China, the leading jailer of journalists around the world in 2005, has lived up to its ill-reputation by continuing to imprison journalists this year.

The Gulou district court in southern China's Fuzhou city convicted Li Changqing on January 24 of "spreading false and alarmist information," defence lawyer Mo Shaoping told the Committee to Protect Journalists (CPJ). The charge was linked to an article published on the banned Chinese-language website Boxun News exposing an outbreak of dengue fever in Fujian province before the authorities officially announced it.

ALL POINTLESS NOW: A copy of Freezing Point (bottom), the weekly supplement of the China Youth Daily, is displayed with other newspapers in Beijing January 25, 2006. China's propaganda mandarins closed an outspoken supplement of a respected newspaper, as Web search leader Google announced restrictions on a new service for China to avoid confrontation with Beijing. (Stringer/Reuters)

Mo told CPJ his client, given a three-year jail sentence, was the victim of factors "outside the law." Li, who worked for the newspaper Fuzhou Daily, was detained in February 2005 after supporting whistleblower Huang Jingao.
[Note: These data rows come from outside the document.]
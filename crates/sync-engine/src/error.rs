// crates/sync-engine/src/error.rs
//! Error types for sync operations

use thiserror::Error;

/// Result type for sync operations
pub type SyncResult<T> = Result<T, SyncError>;

/// Errors that can occur while building or exchanging sync actions
#[derive(Debug, Error)]
pub enum SyncError {
    /// An action was encoded before a timestamp was set
    #[error("Sync action has no timestamp")]
    MissingTimestamp,

    /// Invalid sync data
    #[error("Invalid sync data: {0}")]
    InvalidData(String),

    /// Serialization error
    #[error("Serialization error: {0}")]
    Serialization(#[from] serde_json::Error),

    /// Pending queue lock was poisoned
    #[error("Sync queue lock poisoned")]
    LockPoisoned,
}

#[cfg(test)]
mod tests {
    use super::*;

    #[test]
    fn test_error_display() {
        let err = SyncError::MissingTimestamp;
        assert!(err.to_string().contains("no timestamp"));
    }

    #[test]
    fn test_invalid_data_error() {
        let err = SyncError::InvalidData("corrupted".to_string());
        assert!(err.to_string().contains("Invalid sync data"));
    }

    #[test]
    fn test_serialization_conversion() {
        let json_err = serde_json::from_str::<serde_json::Value>("{").unwrap_err();
        let err = SyncError::from(json_err);
        assert!(matches!(err, SyncError::Serialization(_)));
    }
}
//! Shared feed model for castsync
//!
//! A [`Feed`] owns an ordered list of [`FeedItem`]s (newest first by
//! convention), each of which may link a downloadable [`FeedMedia`].
//! These values are produced fresh by the parsing layer on every refresh
//! and reconciled against persisted state by `castsync-feed-merge`.

pub mod types;

pub use types::{
    Duration, Feed, FeedId, FeedItem, FeedMedia, FeedPreferences, FeedType, ItemId, MediaId,
    PlayState, LOCAL_FEED_PREFIX,
};
//! Reconciliation of freshly parsed feeds with stored state
//!
//! A merge runs in six steps:
//! 1. locate the stored feed by id or identifying value
//! 2. first subscribe: mark one episode new and insert
//! 3. update: sort, adopt attributes or just the next page link, adopt
//!    credentials, remember the newest stored publication date
//! 4. per item: skip in-feed duplicates, match by identity, repair
//!    changed identifiers, then update or insert
//! 5. optionally drop stored items the feed no longer lists
//! 6. commit to the store, then notify
//!
//! One merge runs at a time per engine, whatever feed it targets.

use crate::diagnostics::DiagnosticRecord;
use crate::error::{MergeError, MergeResult, StoreError, StoreResult};
use crate::events::{EventSink, FeedListUpdate, ItemEvent};
use crate::matcher::DuplicateMatcher;
use crate::options::MergeOptions;
use crate::store::FeedStore;
use castsync_config::WriteFailurePolicy;
use castsync_core::{Feed, FeedItem, PlayState};
use castsync_sync_engine::{ActionKind, SyncAction, SyncActionSink};
use std::sync::{Arc, Mutex};

/// Everything a merge produced besides its store writes
#[derive(Debug)]
pub struct MergeOutcome {
    /// The authoritative feed after the merge
    pub feed: Feed,
    /// Stored items dropped because the feed no longer lists them
    pub removed_items: Vec<FeedItem>,
    /// Anomalies detected in the incoming feed
    pub diagnostics: Vec<DiagnosticRecord>,
    /// Sync actions handed to the sync sink
    pub sync_actions: Vec<SyncAction>,
    /// Store failures tolerated under [`WriteFailurePolicy::LogAndContinue`]
    pub store_failures: Vec<StoreError>,
}

impl MergeOutcome {
    /// Returns true if every store write succeeded
    pub fn is_fully_persisted(&self) -> bool {
        self.store_failures.is_empty()
    }
}

#[derive(Debug, Default)]
struct Collected {
    diagnostics: Vec<DiagnosticRecord>,
    sync_actions: Vec<SyncAction>,
    store_failures: Vec<StoreError>,
}

/// Merges parsed feeds into the store
pub struct FeedMergeEngine {
    store: Arc<dyn FeedStore>,
    matcher: Arc<dyn DuplicateMatcher>,
    sync_sink: Arc<dyn SyncActionSink>,
    events: Arc<dyn EventSink>,
    options: MergeOptions,
    merge_lock: Mutex<()>,
}

impl FeedMergeEngine {
    /// Creates an engine with default options
    pub fn new(
        store: Arc<dyn FeedStore>,
        matcher: Arc<dyn DuplicateMatcher>,
        sync_sink: Arc<dyn SyncActionSink>,
        events: Arc<dyn EventSink>,
    ) -> Self {
        Self {
            store,
            matcher,
            sync_sink,
            events,
            options: MergeOptions::default(),
            merge_lock: Mutex::new(()),
        }
    }

    /// Replaces the engine options
    pub fn with_options(mut self, options: MergeOptions) -> Self {
        self.options = options;
        self
    }

    /// Current options
    pub fn options(&self) -> &MergeOptions {
        &self.options
    }

    /// Merges `incoming` into the store and returns the resulting feed
    ///
    /// With `remove_unlisted_items` the incoming item list is treated as
    /// exhaustive and stored items missing from it are deleted. Blocks
    /// until every store write has completed.
    pub fn update_feed(
        &self,
        mut incoming: Feed,
        remove_unlisted_items: bool,
    ) -> MergeResult<MergeOutcome> {
        let _guard = self.merge_lock.lock().map_err(|_| MergeError::LockPoisoned)?;
        let mut collected = Collected::default();

        match self.find_saved_feed(&incoming)? {
            None => {
                log::info!(
                    "No stored feed for '{}', adding as new",
                    incoming.title
                );
                mark_most_recent_new(&mut incoming);
                self.insert_new_feed(incoming, collected)
            }
            Some(saved) => {
                log::info!(
                    "Feed '{}' already stored as {}, merging",
                    incoming.title,
                    saved.id
                );
                self.merge_into(saved, incoming, remove_unlisted_items, &mut collected)
                    .and_then(|(feed, removed)| self.commit_update(feed, removed, collected))
            }
        }
    }

    /// Deletes the stored feed downloaded from `download_url`
    ///
    /// Returns false if no such feed is stored.
    pub fn remove_feed_with_download_url(&self, download_url: &str) -> MergeResult<bool> {
        let _guard = self.merge_lock.lock().map_err(|_| MergeError::LockPoisoned)?;

        let feeds = self.store.list_feeds()?;
        let Some(feed) = feeds.into_iter().find(|f| f.download_url == download_url) else {
            log::warn!("No feed with download URL {} to remove", download_url);
            return Ok(false);
        };

        self.store.delete_feed(feed.id)?;
        log::info!("Removed feed '{}' ({})", feed.title, feed.id);
        self.events
            .on_feed_list_changed(FeedListUpdate::Removed(feed.id));
        Ok(true)
    }

    /// Records that the downloaded file of `item` is gone
    ///
    /// Clears the local file state, persists the media and emits an item
    /// event. Items without media are left alone. Waits for a running
    /// merge to finish.
    pub fn notify_missing_media_file(&self, item: &mut FeedItem) -> MergeResult<()> {
        let _guard = self.merge_lock.lock().map_err(|_| MergeError::LockPoisoned)?;

        let Some(media) = item.media.as_mut() else {
            log::warn!("Item '{}' has no media, nothing to clear", item.title);
            return Ok(());
        };

        log::info!("Media file of '{}' is missing", item.title);
        media.clear_local_file();
        self.store.update_media(item)?;
        self.events
            .on_item_changed(ItemEvent::MediaDeleted(item.clone()));
        Ok(())
    }

    fn find_saved_feed(&self, incoming: &Feed) -> MergeResult<Option<Feed>> {
        let found = if incoming.id.is_saved() {
            self.store.find_feed_by_id(incoming.id)?
        } else {
            let identifying_value = incoming.identifying_value();
            self.store
                .list_feeds()?
                .into_iter()
                .find(|feed| feed.identifying_value() == identifying_value)
        };

        match found {
            Some(mut feed) => {
                feed.items = self.store.load_items(&feed)?;
                Ok(Some(feed))
            }
            None => Ok(None),
        }
    }

    fn insert_new_feed(&self, mut feed: Feed, mut collected: Collected) -> MergeResult<MergeOutcome> {
        let inserted = self.store.insert_feed(&mut feed);
        let canonical = match self.tolerate(inserted, "insert feed", &mut collected)? {
            Some(id) => {
                let reread = self.store.find_feed_by_id(id).and_then(|found| match found {
                    Some(mut stored) => {
                        stored.items = self.store.load_items(&stored)?;
                        Ok(Some(stored))
                    }
                    None => Ok(None),
                });
                self.tolerate(reread, "re-read inserted feed", &mut collected)?
                    .flatten()
            }
            None => None,
        };

        match &canonical {
            Some(stored) => self
                .events
                .on_feed_list_changed(FeedListUpdate::Updated(stored.clone())),
            None => self.events.on_feed_list_changed(FeedListUpdate::Empty),
        }

        Ok(MergeOutcome {
            feed: canonical.unwrap_or(feed),
            removed_items: Vec::new(),
            diagnostics: collected.diagnostics,
            sync_actions: collected.sync_actions,
            store_failures: collected.store_failures,
        })
    }

    fn merge_into(
        &self,
        mut saved: Feed,
        mut incoming: Feed,
        remove_unlisted_items: bool,
        collected: &mut Collected,
    ) -> MergeResult<(Feed, Vec<FeedItem>)> {
        incoming.sort_by_date();

        let same_page = incoming.page_nr == saved.page_nr;
        if same_page {
            if saved.has_changed_attributes(&incoming) {
                log::debug!("Feed '{}' has updated attributes", saved.title);
                saved.update_from(&incoming);
            }
        } else {
            log::debug!(
                "Page {} of '{}' is a continuation, only updating next page link",
                incoming.page_nr,
                saved.title
            );
            saved.next_page_link = incoming.next_page_link.clone();
        }

        if saved
            .preferences
            .has_changed_credentials(&incoming.preferences)
        {
            log::debug!("Feed '{}' has updated preferences", saved.title);
            saved.preferences.update_from(&incoming.preferences);
        }

        let prior_most_recent = saved.most_recent_date();

        let mut removed = Vec::new();
        if same_page {
            for idx in 0..incoming.items.len() {
                self.merge_item(&mut saved, &incoming, idx, prior_most_recent, collected)?;
            }

            if remove_unlisted_items {
                let (kept, unlisted): (Vec<_>, Vec<_>) =
                    std::mem::take(&mut saved.items).into_iter().partition(|stored| {
                        incoming
                            .items
                            .iter()
                            .any(|item| item.same_identity(stored))
                    });
                saved.items = kept;
                removed = unlisted;
                if !removed.is_empty() {
                    log::info!(
                        "Removing {} unlisted items from '{}'",
                        removed.len(),
                        saved.title
                    );
                }
            }
        }

        saved.last_update = incoming.last_update;
        saved.feed_type = incoming.feed_type;
        saved.last_update_failed = false;

        Ok((saved, removed))
    }

    fn merge_item(
        &self,
        saved: &mut Feed,
        incoming: &Feed,
        idx: usize,
        prior_most_recent: Option<chrono::DateTime<chrono::Utc>>,
        collected: &mut Collected,
    ) -> MergeResult<()> {
        let item = &incoming.items[idx];

        if !incoming.is_local() {
            let earlier = incoming.items[..idx]
                .iter()
                .find(|kept| self.matcher.seem_duplicates(kept, item));
            if let Some(kept) = earlier {
                log::info!(
                    "Skipping '{}', feed lists it twice (kept '{}')",
                    item.title,
                    kept.title
                );
                let record = DiagnosticRecord::duplicate_in_feed(saved, item, kept);
                return self.record_diagnostic(record, collected);
            }
        }

        let mut position = saved.find_item(item);
        if position.is_none() && !incoming.is_local() && self.options.repair_changed_identifiers {
            position = self.repair_changed_identifier(saved, item, collected)?;
        }

        match position {
            Some(pos) => saved.items[pos].update_from(item),
            None => {
                let mut fresh = item.clone();
                fresh.feed_id = saved.id;
                let is_new = match (fresh.pub_date, prior_most_recent) {
                    (Some(date), Some(prior)) => date >= prior,
                    _ => true,
                };
                if is_new {
                    log::debug!(
                        "Marking '{}' published {:?} new, prior most recent {:?}",
                        fresh.title,
                        fresh.pub_date,
                        prior_most_recent
                    );
                    fresh.set_new();
                }
                let at = idx.min(saved.items.len());
                saved.items.insert(at, fresh);
            }
        }
        Ok(())
    }

    fn repair_changed_identifier(
        &self,
        saved: &mut Feed,
        item: &FeedItem,
        collected: &mut Collected,
    ) -> MergeResult<Option<usize>> {
        let Some(pos) = saved
            .items
            .iter()
            .position(|stored| self.matcher.seem_duplicates(stored, item))
        else {
            return Ok(None);
        };

        log::info!(
            "Repairing changed identifier of '{}': {:?} -> {:?}",
            saved.items[pos].title,
            saved.items[pos].item_identifier,
            item.item_identifier
        );
        let record = DiagnosticRecord::changed_identifier(saved, &saved.items[pos], item);
        self.record_diagnostic(record, collected)?;
        saved.items[pos].item_identifier = item.item_identifier.clone();

        let stored = &saved.items[pos];
        if stored.is_played() {
            if let Some(builder) = SyncAction::for_item(saved, stored, ActionKind::Play) {
                let seconds = stored
                    .media
                    .as_ref()
                    .map_or(0, |media| media.duration.as_seconds()) as i64;
                if seconds == 0 {
                    // decodes back as an unset range
                    log::warn!(
                        "'{}' has no known duration, sending an empty play range",
                        stored.title
                    );
                }
                let action = builder
                    .current_timestamp()
                    .started(seconds)
                    .position(seconds)
                    .total(seconds)
                    .build();
                self.sync_sink.enqueue_if_enabled(action.clone());
                collected.sync_actions.push(action);
            }
        }
        Ok(Some(pos))
    }

    fn commit_update(
        &self,
        mut feed: Feed,
        removed: Vec<FeedItem>,
        mut collected: Collected,
    ) -> MergeResult<MergeOutcome> {
        let updated = self.store.update_feed(&mut feed);
        self.tolerate(updated, "update feed", &mut collected)?;

        if !removed.is_empty() {
            let deleted = self.store.delete_items(&feed, &removed);
            self.tolerate(deleted, "delete unlisted items", &mut collected)?;
        }

        self.events
            .on_feed_list_changed(FeedListUpdate::Updated(feed.clone()));

        Ok(MergeOutcome {
            feed,
            removed_items: removed,
            diagnostics: collected.diagnostics,
            sync_actions: collected.sync_actions,
            store_failures: collected.store_failures,
        })
    }

    fn record_diagnostic(
        &self,
        record: DiagnosticRecord,
        collected: &mut Collected,
    ) -> MergeResult<()> {
        let written = self.store.record_diagnostic(&record);
        self.tolerate(written, "record diagnostic", collected)?;
        collected.diagnostics.push(record);
        Ok(())
    }

    /// Applies the write failure policy to a store write
    ///
    /// Returns `Ok(None)` for a failure that was logged and kept.
    fn tolerate<T>(
        &self,
        result: StoreResult<T>,
        operation: &str,
        collected: &mut Collected,
    ) -> MergeResult<Option<T>> {
        match result {
            Ok(value) => Ok(Some(value)),
            Err(err) => match self.options.write_failure_policy {
                WriteFailurePolicy::Propagate => Err(err.into()),
                WriteFailurePolicy::LogAndContinue => {
                    log::warn!("Store failed to {}, continuing: {}", operation, err);
                    collected.store_failures.push(err);
                    Ok(None)
                }
            },
        }
    }
}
Huang was sentenced to life in prison in November 2005 on corruption charges after he publicly exposed official misconduct in a letter to the People's Daily newspaper.

China was the world's leading jailer of journalists, with 32 imprisoned in December 2005, according to CPJ research.

Huang, a Communist Party official in Fujian province wrote an open letter to the state-run People's Daily in 2004 denouncing corruption among local officials. Huang won public support after describing death threats that he said forced him to wear a bulletproof vest. In November 2005 he was convicted of accepting bribes and sentenced to life in prison. Supporters said the charges were politically motivated.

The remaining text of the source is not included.